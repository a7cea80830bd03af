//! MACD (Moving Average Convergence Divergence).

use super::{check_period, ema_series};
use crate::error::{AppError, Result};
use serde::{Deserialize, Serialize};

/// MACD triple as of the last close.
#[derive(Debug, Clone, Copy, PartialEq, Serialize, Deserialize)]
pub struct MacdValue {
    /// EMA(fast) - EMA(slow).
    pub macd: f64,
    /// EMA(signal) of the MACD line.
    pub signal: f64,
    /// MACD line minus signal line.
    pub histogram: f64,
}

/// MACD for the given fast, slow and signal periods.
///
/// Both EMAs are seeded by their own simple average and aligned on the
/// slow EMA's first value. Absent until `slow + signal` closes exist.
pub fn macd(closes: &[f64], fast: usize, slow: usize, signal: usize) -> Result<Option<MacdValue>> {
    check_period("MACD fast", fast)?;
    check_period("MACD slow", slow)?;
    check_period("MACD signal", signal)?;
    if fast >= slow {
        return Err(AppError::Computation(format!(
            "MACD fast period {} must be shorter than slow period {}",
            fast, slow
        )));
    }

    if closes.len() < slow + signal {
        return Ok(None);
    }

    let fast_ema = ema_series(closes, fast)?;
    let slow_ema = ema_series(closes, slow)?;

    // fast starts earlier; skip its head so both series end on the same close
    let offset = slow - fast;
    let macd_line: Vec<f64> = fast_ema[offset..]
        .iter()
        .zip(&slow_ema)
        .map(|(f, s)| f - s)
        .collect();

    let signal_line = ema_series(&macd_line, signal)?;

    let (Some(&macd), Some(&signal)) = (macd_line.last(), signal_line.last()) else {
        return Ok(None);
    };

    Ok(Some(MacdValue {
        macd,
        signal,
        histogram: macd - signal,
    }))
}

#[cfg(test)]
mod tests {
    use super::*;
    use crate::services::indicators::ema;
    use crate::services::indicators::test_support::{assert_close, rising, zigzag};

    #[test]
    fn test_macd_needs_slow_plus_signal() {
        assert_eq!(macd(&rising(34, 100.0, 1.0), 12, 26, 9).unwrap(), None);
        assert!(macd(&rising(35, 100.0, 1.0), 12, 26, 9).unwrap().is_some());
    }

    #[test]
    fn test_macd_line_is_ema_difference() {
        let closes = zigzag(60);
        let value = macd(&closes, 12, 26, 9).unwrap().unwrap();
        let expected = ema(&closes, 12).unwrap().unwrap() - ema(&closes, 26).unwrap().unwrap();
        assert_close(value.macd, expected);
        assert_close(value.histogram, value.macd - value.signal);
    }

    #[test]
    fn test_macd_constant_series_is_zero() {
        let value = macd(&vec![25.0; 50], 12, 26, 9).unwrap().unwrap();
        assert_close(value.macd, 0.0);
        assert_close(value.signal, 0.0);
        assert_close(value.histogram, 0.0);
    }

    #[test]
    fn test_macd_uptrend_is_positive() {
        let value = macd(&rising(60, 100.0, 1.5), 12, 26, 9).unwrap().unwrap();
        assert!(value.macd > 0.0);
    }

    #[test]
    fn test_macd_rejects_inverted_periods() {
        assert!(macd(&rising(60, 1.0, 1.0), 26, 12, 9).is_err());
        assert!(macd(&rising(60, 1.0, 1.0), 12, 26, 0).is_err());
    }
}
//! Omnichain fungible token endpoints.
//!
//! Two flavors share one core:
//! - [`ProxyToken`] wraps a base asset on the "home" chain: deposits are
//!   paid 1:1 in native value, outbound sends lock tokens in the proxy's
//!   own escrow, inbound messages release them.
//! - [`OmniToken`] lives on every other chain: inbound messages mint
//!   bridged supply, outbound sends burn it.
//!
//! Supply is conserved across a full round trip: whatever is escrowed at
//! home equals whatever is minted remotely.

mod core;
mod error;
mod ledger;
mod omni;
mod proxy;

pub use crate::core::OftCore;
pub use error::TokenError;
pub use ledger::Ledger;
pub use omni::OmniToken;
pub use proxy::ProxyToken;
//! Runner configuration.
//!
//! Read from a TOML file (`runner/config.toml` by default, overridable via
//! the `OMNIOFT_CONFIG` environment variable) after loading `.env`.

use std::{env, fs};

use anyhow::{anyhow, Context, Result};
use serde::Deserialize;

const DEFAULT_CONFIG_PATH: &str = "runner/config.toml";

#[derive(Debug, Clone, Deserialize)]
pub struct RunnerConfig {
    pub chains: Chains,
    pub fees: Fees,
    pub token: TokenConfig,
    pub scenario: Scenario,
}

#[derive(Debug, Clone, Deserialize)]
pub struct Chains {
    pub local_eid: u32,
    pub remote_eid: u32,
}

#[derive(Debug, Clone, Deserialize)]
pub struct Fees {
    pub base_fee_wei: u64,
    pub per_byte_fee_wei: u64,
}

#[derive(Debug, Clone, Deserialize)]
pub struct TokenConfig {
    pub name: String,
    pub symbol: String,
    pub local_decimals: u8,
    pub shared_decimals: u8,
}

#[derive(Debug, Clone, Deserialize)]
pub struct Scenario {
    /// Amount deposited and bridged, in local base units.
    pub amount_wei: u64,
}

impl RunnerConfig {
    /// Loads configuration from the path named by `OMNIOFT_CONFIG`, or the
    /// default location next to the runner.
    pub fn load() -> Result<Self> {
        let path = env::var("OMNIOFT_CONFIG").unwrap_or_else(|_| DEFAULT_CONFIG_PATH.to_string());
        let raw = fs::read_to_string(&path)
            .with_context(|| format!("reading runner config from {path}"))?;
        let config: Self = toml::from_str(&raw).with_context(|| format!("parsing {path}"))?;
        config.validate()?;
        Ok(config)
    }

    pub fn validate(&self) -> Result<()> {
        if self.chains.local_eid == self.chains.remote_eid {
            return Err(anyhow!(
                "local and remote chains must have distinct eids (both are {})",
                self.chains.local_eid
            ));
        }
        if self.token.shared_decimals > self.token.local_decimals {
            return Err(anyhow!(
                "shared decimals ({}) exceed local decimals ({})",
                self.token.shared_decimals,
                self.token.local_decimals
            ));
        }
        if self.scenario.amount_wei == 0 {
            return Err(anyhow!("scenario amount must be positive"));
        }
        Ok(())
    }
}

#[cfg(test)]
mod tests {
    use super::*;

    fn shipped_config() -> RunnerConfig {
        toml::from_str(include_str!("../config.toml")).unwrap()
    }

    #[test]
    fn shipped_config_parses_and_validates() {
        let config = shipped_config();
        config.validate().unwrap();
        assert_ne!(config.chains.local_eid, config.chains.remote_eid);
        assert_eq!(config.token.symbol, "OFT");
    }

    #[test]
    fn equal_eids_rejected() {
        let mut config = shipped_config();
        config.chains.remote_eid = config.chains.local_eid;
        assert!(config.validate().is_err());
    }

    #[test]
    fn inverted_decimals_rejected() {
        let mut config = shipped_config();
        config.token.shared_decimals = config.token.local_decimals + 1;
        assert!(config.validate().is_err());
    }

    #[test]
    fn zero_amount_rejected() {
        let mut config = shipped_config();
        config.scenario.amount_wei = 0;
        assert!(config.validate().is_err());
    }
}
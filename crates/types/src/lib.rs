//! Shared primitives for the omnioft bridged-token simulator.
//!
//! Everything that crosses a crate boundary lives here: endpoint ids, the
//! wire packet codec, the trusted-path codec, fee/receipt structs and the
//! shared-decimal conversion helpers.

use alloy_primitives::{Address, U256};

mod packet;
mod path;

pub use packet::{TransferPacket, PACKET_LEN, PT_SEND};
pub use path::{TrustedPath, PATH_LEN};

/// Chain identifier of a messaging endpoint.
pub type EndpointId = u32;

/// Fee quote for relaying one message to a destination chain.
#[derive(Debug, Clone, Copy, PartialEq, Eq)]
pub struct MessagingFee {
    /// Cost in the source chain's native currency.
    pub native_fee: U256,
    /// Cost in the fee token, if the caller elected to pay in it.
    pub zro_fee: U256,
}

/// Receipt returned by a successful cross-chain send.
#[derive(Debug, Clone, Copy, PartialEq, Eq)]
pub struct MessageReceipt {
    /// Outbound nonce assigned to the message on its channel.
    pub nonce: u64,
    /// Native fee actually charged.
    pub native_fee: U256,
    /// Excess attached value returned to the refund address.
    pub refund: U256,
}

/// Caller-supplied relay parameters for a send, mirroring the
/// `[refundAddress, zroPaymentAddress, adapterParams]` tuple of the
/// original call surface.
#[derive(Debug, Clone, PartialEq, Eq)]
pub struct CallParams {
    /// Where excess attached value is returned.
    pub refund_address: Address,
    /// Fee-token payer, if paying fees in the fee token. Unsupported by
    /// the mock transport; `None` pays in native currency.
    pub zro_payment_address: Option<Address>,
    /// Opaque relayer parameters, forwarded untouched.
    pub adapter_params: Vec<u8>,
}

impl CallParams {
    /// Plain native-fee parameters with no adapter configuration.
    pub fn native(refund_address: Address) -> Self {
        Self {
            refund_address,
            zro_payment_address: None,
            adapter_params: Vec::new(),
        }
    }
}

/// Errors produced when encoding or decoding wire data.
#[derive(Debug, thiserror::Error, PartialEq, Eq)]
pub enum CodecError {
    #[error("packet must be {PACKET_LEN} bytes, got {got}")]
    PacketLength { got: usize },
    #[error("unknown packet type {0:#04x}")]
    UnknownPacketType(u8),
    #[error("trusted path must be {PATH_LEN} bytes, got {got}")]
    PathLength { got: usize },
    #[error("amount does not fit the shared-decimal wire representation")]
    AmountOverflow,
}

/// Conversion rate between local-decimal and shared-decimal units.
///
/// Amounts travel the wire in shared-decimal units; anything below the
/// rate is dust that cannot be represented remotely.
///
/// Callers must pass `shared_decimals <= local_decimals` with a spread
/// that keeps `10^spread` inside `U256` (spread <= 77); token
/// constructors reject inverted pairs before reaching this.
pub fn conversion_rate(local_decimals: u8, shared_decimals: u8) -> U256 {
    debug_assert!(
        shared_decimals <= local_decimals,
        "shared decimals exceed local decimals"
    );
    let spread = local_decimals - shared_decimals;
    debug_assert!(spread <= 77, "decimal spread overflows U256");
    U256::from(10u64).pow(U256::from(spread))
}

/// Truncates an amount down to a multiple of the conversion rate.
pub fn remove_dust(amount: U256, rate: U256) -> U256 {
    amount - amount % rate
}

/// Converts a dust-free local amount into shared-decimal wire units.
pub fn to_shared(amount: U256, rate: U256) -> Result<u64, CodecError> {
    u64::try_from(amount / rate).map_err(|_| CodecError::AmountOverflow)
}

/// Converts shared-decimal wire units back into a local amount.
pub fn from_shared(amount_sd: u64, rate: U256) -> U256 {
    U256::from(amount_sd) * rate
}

**What you are asked to do:**
Write down exactly every line of the material above up to and including the line containing "the same close".

**Solution for this problem:**
repository a7cea80830bd03af
//! MACD (Moving Average Convergence Divergence).

use super::{check_period, ema_series};
use crate::error::{AppError, Result};
use serde::{Deserialize, Serialize};

/// MACD triple as of the last close.
#[derive(Debug, Clone, Copy, PartialEq, Serialize, Deserialize)]
pub struct MacdValue {
    /// EMA(fast) - EMA(slow).
    pub macd: f64,
    /// EMA(signal) of the MACD line.
    pub signal: f64,
    /// MACD line minus signal line.
    pub histogram: f64,
}

/// MACD for the given fast, slow and signal periods.
///
/// Both EMAs are seeded by their own simple average and aligned on the
/// slow EMA's first value. Absent until `slow + signal` closes exist.
pub fn macd(closes: &[f64], fast: usize, slow: usize, signal: usize) -> Result<Option<MacdValue>> {
    check_period("MACD fast", fast)?;
    check_period("MACD slow", slow)?;
    check_period("MACD signal", signal)?;
    if fast >= slow {
        return Err(AppError::Computation(format!(
            "MACD fast period {} must be shorter than slow period {}",
            fast, slow
        )));
    }

    if closes.len() < slow + signal {
        return Ok(None);
    }

    let fast_ema = ema_series(closes, fast)?;
    let slow_ema = ema_series(closes, slow)?;

    // fast starts earlier; skip its head so both series end on the same close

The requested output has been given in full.